Na semana passada a Folha havia publicado que o atual ministro do Turismo, Marcelo Álvaro Antônio, patrocinou um esquema de candidaturas de fachada em Minas que também receberam recursos volumosos do fundo eleitoral do PSL nacional e que não tiveram nem 2.000 votos, juntas. Parte do gasto que elas declararam foi para empresas com ligação com o gabinete de Álvaro Antônio na Câmara.
Após essa revelação sobre o ministro do Turismo, o vice-presidente, general Hamilton Mourão, afirmou que esse caso deveria ser investigado. A Procuradoria-Regional Eleitoral de Minas Gerais decidiu apurar o caso.

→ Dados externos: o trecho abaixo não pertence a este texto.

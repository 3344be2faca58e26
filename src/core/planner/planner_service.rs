// Planner domain logic.
//
// The core owns the domain models and the `GraphClient` trait; the infra
// layer maps Microsoft Graph JSON into these types. Everything here is
// independent of Discord and of HTTP, which keeps projection and status
// classification unit-testable.

use std::sync::Arc;

use async_trait::async_trait;
use chrono::{DateTime, Utc};
use thiserror::Error;

use crate::core::mappings::MappingTables;

/// Shown whenever a bucket id has no entry in the mapping table.
pub const UNKNOWN_BUCKET: &str = "Unknown Bucket";
/// Shown whenever a Graph user id has no display-name entry.
pub const UNKNOWN_USER: &str = "Unknown User";
/// Shown when a task carries no creation timestamp.
pub const UNKNOWN_DATE: &str = "Unknown Date";

/// Errors raised by the Graph integration.
#[derive(Debug, Error)]
pub enum GraphError {
    #[error("token request failed: {0}")]
    Token(String),
    #[error("Graph API error: {0}")]
    Api(String),
}

/// A user from the Microsoft directory, as listed by `/users`.
#[derive(Debug, Clone)]
pub struct DirectoryUser {
    pub id: String,
    pub display_name: String,
    pub mail: Option<String>,
}

/// A Planner task as fetched from Graph, before any name resolution.
#[derive(Debug, Clone)]
pub struct PlannerTask {
    pub title: String,
    pub percent_complete: i64,
    pub bucket_id: Option<String>,
    pub created_by_user_id: Option<String>,
    pub created_at: Option<DateTime<Utc>>,
    /// Graph user ids the task is assigned to.
    pub assignee_ids: Vec<String>,
}

/// Request payload for creating a task, assembled by the service.
#[derive(Debug, Clone)]
pub struct NewTask {
    pub plan_id: String,
    pub bucket_id: String,
    pub title: String,
    pub assignee_user_id: String,
}

/// Task lifecycle status derived from the percent-complete field.
#[derive(Debug, Clone, Copy, PartialEq, Eq)]
pub enum TaskStatus {
    NotStarted,
    InProgress,
    Completed,
}

impl TaskStatus {
    /// 0% is not started, 100% is completed, anything in between is in
    /// progress.
    pub fn from_percent(percent_complete: i64) -> Self {
        match percent_complete {
            0 => TaskStatus::NotStarted,
            100 => TaskStatus::Completed,
            _ => TaskStatus::InProgress,
        }
    }

    pub fn label(&self) -> &'static str {
        match self {
            TaskStatus::NotStarted => "Not Started",
            TaskStatus::InProgress => "In Progress",
            TaskStatus::Completed => "Completed",
        }
    }
}

/// A task projected into display fields, ready for rendering.
#[derive(Debug, Clone)]
pub struct TaskSummary {
    pub title: String,
    pub status: TaskStatus,
    pub bucket_name: String,
    pub creator_name: String,
    pub created_date: String,
    pub assignee_names: Vec<String>,
}

/// The seam to Microsoft Graph. Infra implements this over HTTP; tests
/// implement it with canned data.
#[async_trait]
pub trait GraphClient: Send + Sync {
    /// First directory page: 25 users, sorted by display name.
    async fn list_users(&self) -> Result<Vec<DirectoryUser>, GraphError>;

    async fn user_tasks(&self, user_id: &str) -> Result<Vec<PlannerTask>, GraphError>;

    async fn bucket_tasks(&self, bucket_id: &str) -> Result<Vec<PlannerTask>, GraphError>;

    async fn create_task(&self, task: &NewTask) -> Result<(), GraphError>;
}

/// Fetches tasks and users through a `GraphClient` and projects tasks into
/// display summaries using the identity mapping tables.
pub struct PlannerService<C: GraphClient> {
    client: C,
    mappings: Arc<MappingTables>,
    plan_id: String,
}

impl<C: GraphClient> PlannerService<C> {
    pub fn new(client: C, mappings: Arc<MappingTables>, plan_id: String) -> Self {
        Self {
            client,
            mappings,
            plan_id,
        }
    }

    pub async fn directory_users(&self) -> Result<Vec<DirectoryUser>, GraphError> {
        self.client.list_users().await
    }

    pub async fn tasks_for_user(&self, graph_user_id: &str) -> Result<Vec<TaskSummary>, GraphError> {
        let tasks = self.client.user_tasks(graph_user_id).await?;
        Ok(tasks.into_iter().map(|t| self.summarize(t)).collect())
    }

    pub async fn tasks_for_bucket(&self, bucket_id: &str) -> Result<Vec<TaskSummary>, GraphError> {
        let tasks = self.client.bucket_tasks(bucket_id).await?;
        Ok(tasks.into_iter().map(|t| self.summarize(t)).collect())
    }

    /// Create a task in the configured plan, assigned to one user.
    pub async fn assign_task(
        &self,
        graph_user_id: &str,
        bucket_id: &str,
        title: &str,
    ) -> Result<(), GraphError> {
        let task = NewTask {
            plan_id: self.plan_id.clone(),
            bucket_id: bucket_id.to_string(),
            title: title.to_string(),
            assignee_user_id: graph_user_id.to_string(),
        };
        self.client.create_task(&task).await
    }

    /// Resolve foreign identifiers to display fields, falling back to
    /// placeholders when a mapping entry is absent.
    fn summarize(&self, task: PlannerTask) -> TaskSummary {
        let status = TaskStatus::from_percent(task.percent_complete);

        let bucket_name = task
            .bucket_id
            .as_deref()
            .and_then(|id| self.mappings.bucket_name(id))
            .unwrap_or(UNKNOWN_BUCKET)
            .to_string();

        let creator_name = task
            .created_by_user_id
            .as_deref()
            .and_then(|id| self.mappings.user_name(id))
            .unwrap_or(UNKNOWN_USER)
            .to_string();

        let created_date = task
            .created_at
            .map(|dt| dt.format("%Y-%m-%d").to_string())
            .unwrap_or_else(|| UNKNOWN_DATE.to_string());

        let assignee_names = task
            .assignee_ids
            .iter()
            .map(|id| {
                self.mappings
                    .user_name(id)
                    .unwrap_or(UNKNOWN_USER)
                    .to_string()
            })
            .collect();

        TaskSummary {
            title: task.title,
            status,
            bucket_name,
            creator_name,
            created_date,
            assignee_names,
        }
    }
}

/// Keep only summaries matching the requested status; `None` keeps all.
pub fn filter_by_status(
    summaries: Vec<TaskSummary>,
    status: Option<TaskStatus>,
) -> Vec<TaskSummary> {
    match status {
        None => summaries,
        Some(wanted) => summaries
            .into_iter()
            .filter(|s| s.status == wanted)
            .collect(),
    }
}

#[cfg(test)]
mod tests {
    use super::*;
    use crate::config::MappingConfig;
    use chrono::TimeZone;
    use std::collections::HashMap;

    struct StubClient {
        tasks: Vec<PlannerTask>,
    }

    #[async_trait]
    impl GraphClient for StubClient {
        async fn list_users(&self) -> Result<Vec<DirectoryUser>, GraphError> {
            Ok(Vec::new())
        }

        async fn user_tasks(&self, _: &str) -> Result<Vec<PlannerTask>, GraphError> {
            Ok(self.tasks.clone())
        }

        async fn bucket_tasks(&self, _: &str) -> Result<Vec<PlannerTask>, GraphError> {
            Ok(self.tasks.clone())
        }

        async fn create_task(&self, _: &NewTask) -> Result<(), GraphError> {
            Ok(())
        }
    }

    fn make_mappings() -> Arc<MappingTables> {
        let config = MappingConfig {
            discord_id_mapping: HashMap::new(),
            bucket_id_to_name_mapping: HashMap::from([(
                "bucket-1".to_string(),
                "Backlog".to_string(),
            )]),
            user_id_to_name_mapping: HashMap::from([
                ("graph-a".to_string(), "Alice".to_string()),
                ("graph-b".to_string(), "Bob".to_string()),
            ]),
            discord_channel_mapping: HashMap::new(),
        };
        Arc::new(MappingTables::from_config(&config))
    }

    fn make_task(percent: i64) -> PlannerTask {
        PlannerTask {
            title: "Write report".to_string(),
            percent_complete: percent,
            bucket_id: Some("bucket-1".to_string()),
            created_by_user_id: Some("graph-a".to_string()),
            created_at: Some(Utc.with_ymd_and_hms(2024, 3, 15, 9, 30, 0).unwrap()),
            assignee_ids: vec!["graph-b".to_string()],
        }
    }

    fn make_service(tasks: Vec<PlannerTask>) -> PlannerService<StubClient> {
        PlannerService::new(
            StubClient { tasks },
            make_mappings(),
            "plan-1".to_string(),
        )
    }

    #[test]
    fn status_classification_boundaries() {
        assert_eq!(TaskStatus::from_percent(0), TaskStatus::NotStarted);
        assert_eq!(TaskStatus::from_percent(100), TaskStatus::Completed);
        assert_eq!(TaskStatus::from_percent(1), TaskStatus::InProgress);
        assert_eq!(TaskStatus::from_percent(50), TaskStatus::InProgress);
        assert_eq!(TaskStatus::from_percent(99), TaskStatus::InProgress);
    }

    #[test]
    fn status_labels() {
        assert_eq!(TaskStatus::NotStarted.label(), "Not Started");
        assert_eq!(TaskStatus::InProgress.label(), "In Progress");
        assert_eq!(TaskStatus::Completed.label(), "Completed");
    }

    #[tokio::test]
    async fn summaries_resolve_names_and_dates() {
        let service = make_service(vec![make_task(0)]);

        let summaries = service.tasks_for_user("graph-b").await.unwrap();
        assert_eq!(summaries.len(), 1);

        let summary = &summaries[0];
        assert_eq!(summary.title, "Write report");
        assert_eq!(summary.status, TaskStatus::NotStarted);
        assert_eq!(summary.bucket_name, "Backlog");
        assert_eq!(summary.creator_name, "Alice");
        assert_eq!(summary.created_date, "2024-03-15");
        assert_eq!(summary.assignee_names, vec!["Bob".to_string()]);
    }

    #[tokio::test]
    async fn summaries_fall_back_to_placeholders() {
        let task = PlannerTask {
            title: "Orphan task".to_string(),
            percent_complete: 0,
            bucket_id: Some("bucket-unmapped".to_string()),
            created_by_user_id: None,
            created_at: None,
            assignee_ids: vec!["graph-unmapped".to_string()],
        };
        let service = make_service(vec![task]);

        let summaries = service.tasks_for_bucket("bucket-unmapped").await.unwrap();
        let summary = &summaries[0];

        assert_eq!(summary.bucket_name, UNKNOWN_BUCKET);
        assert_eq!(summary.creator_name, UNKNOWN_USER);
        assert_eq!(summary.created_date, UNKNOWN_DATE);
        assert_eq!(summary.assignee_names, vec![UNKNOWN_USER.to_string()]);
    }

    #[tokio::test]
    async fn filter_keeps_matching_statuses_only() {
        let service = make_service(vec![make_task(0), make_task(50), make_task(100)]);
        let summaries = service.tasks_for_user("graph-b").await.unwrap();

        let completed = filter_by_status(summaries.clone(), Some(TaskStatus::Completed));
        assert_eq!(completed.len(), 1);
        assert!(completed.iter().all(|s| s.status == TaskStatus::Completed));

        let in_progress = filter_by_status(summaries.clone(), Some(TaskStatus::InProgress));
        assert_eq!(in_progress.len(), 1);

        let unfiltered = filter_by_status(summaries, None);
        assert_eq!(unfiltered.len(), 3);
    }
}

Hospitalizado até o final da manhã desta quarta-feira, o presidente Bolsonaro ainda não se pronunciou sobre o tema. Ele tem feito declarações por meio de redes sociais, mas não comentou o assunto até o momento.
O ex-juiz Sergio Moro, ministro da Justiça, afirmou, também sobre o colega de ministério, que o caso será apurado "se surgir a necessidade".
Ainda na terça-feira, o ministro negou que esteja protagonizando uma crise no governo Bolsonaro e disse que trocou mensagens sobre o caso com o presidente.
El País: Na TV, Bolsonaro diz que ministro mentiu e adverte o vice Mourão
Filho do presidente chamou ministro do núcleo duro do Planalto de "mentiroso" e foi retuitado pelo pai. Onyx defende colega, mas parlamentares se queixam de desgaste por causa dos indícios de sigla usou candidatas-laranja
Após 17 dias afastado do centro do poder político, o presidente Jair Bolsonaro(PSL) teve alta hospitalar e desembarcou nesta quarta-feira em Brasília com algumas bombas a desarmar. A principal delas é a crise provocada pelos indícios de que seu partido, o PSL, usou candidaturas-laranja na eleição e o mal-estar com o seu ministro da Secretaria-Geral da Presidência, Gustavo Bebianno, que comandava a sigla durante a campanha. Bolsonaro endossou críticas públicas a Bebianno feita por um de seus filhos, o vereador Carlos Bolsonaro. A conta oficial do Twitter do mandatário replicou a mensagem de Carlos que acusava o ministro, até então um dos homens-fortes do Planalto, de mentir ao mencionar contatos com o presidente. Depois, o próprio Bolsonaro disse o mesmo em entrevista à TV Record.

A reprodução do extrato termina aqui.